(RECORDS SUPPLIED)
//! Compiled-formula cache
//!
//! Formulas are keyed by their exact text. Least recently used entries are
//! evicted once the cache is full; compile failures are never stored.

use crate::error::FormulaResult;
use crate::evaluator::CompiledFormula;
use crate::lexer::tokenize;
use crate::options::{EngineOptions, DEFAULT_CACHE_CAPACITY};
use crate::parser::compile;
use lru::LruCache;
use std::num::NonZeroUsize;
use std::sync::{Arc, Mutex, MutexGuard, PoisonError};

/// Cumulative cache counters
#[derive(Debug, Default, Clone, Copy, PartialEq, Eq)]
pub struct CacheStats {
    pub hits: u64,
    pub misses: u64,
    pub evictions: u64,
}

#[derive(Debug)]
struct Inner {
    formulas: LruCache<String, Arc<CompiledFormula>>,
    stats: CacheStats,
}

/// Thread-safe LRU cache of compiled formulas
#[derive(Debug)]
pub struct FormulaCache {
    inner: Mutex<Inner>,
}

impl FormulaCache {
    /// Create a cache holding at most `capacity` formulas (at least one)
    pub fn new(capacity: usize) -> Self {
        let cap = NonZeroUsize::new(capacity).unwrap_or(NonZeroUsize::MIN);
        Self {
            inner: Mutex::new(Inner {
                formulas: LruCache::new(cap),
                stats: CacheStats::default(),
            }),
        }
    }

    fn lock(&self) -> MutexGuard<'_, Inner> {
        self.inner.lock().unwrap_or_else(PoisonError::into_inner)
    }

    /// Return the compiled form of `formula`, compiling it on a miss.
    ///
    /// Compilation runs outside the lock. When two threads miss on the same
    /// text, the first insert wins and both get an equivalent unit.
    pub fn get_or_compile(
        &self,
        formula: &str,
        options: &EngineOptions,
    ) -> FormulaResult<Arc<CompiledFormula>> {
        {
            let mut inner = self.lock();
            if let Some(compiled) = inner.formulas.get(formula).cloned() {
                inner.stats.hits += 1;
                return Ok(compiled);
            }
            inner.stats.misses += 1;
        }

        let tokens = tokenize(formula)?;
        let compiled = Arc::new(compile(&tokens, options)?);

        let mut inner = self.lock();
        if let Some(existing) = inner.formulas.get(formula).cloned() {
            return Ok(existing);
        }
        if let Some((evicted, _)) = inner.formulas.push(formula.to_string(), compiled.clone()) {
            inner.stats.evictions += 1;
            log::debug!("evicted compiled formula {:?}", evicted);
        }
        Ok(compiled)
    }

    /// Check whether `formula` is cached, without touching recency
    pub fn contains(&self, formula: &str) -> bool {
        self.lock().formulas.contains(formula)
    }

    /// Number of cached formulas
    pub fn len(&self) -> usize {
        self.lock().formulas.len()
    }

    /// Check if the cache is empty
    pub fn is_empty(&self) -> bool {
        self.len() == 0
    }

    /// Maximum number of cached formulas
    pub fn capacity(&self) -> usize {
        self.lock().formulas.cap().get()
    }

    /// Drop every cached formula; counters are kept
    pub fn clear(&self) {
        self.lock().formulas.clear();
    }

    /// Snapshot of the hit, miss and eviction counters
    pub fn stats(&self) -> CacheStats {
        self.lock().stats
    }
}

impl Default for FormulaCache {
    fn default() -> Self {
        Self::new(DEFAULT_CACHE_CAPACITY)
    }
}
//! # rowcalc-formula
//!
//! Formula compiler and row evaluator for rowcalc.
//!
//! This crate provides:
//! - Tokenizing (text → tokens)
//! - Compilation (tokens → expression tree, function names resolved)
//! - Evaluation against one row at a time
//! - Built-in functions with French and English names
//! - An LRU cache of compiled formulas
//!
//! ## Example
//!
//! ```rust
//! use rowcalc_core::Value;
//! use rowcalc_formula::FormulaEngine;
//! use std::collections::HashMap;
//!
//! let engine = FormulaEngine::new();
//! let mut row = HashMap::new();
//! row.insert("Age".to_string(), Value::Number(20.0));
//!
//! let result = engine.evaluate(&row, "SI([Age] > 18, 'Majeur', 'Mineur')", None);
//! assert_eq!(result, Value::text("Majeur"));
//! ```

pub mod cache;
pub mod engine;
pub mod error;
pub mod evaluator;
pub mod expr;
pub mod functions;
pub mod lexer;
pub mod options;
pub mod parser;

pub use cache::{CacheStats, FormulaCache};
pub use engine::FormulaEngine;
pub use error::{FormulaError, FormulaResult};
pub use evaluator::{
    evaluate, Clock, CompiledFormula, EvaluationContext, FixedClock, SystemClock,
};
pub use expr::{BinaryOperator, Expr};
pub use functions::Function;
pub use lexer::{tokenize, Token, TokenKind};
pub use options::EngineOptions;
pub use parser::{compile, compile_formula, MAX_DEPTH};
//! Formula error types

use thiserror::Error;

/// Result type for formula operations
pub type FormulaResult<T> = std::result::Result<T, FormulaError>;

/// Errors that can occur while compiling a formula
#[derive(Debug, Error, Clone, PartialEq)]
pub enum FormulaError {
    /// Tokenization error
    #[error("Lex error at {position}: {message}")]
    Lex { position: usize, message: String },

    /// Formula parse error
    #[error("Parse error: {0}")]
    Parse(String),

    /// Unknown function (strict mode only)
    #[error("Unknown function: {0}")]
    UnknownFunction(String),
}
(End RECORDS SUPPLIED)
* ACTIVITY *
All lines in the data above from the one with "evaluator for rowcalc." through the one with "row at a time" must be repeated exactly, and no others.

* RESULT OF THE TASK *
//! Formula compiler and row evaluator for rowcalc.
//!
//! This crate provides:
//! - Tokenizing (text → tokens)
//! - Compilation (tokens → expression tree, function names resolved)
//! - Evaluation against one row at a time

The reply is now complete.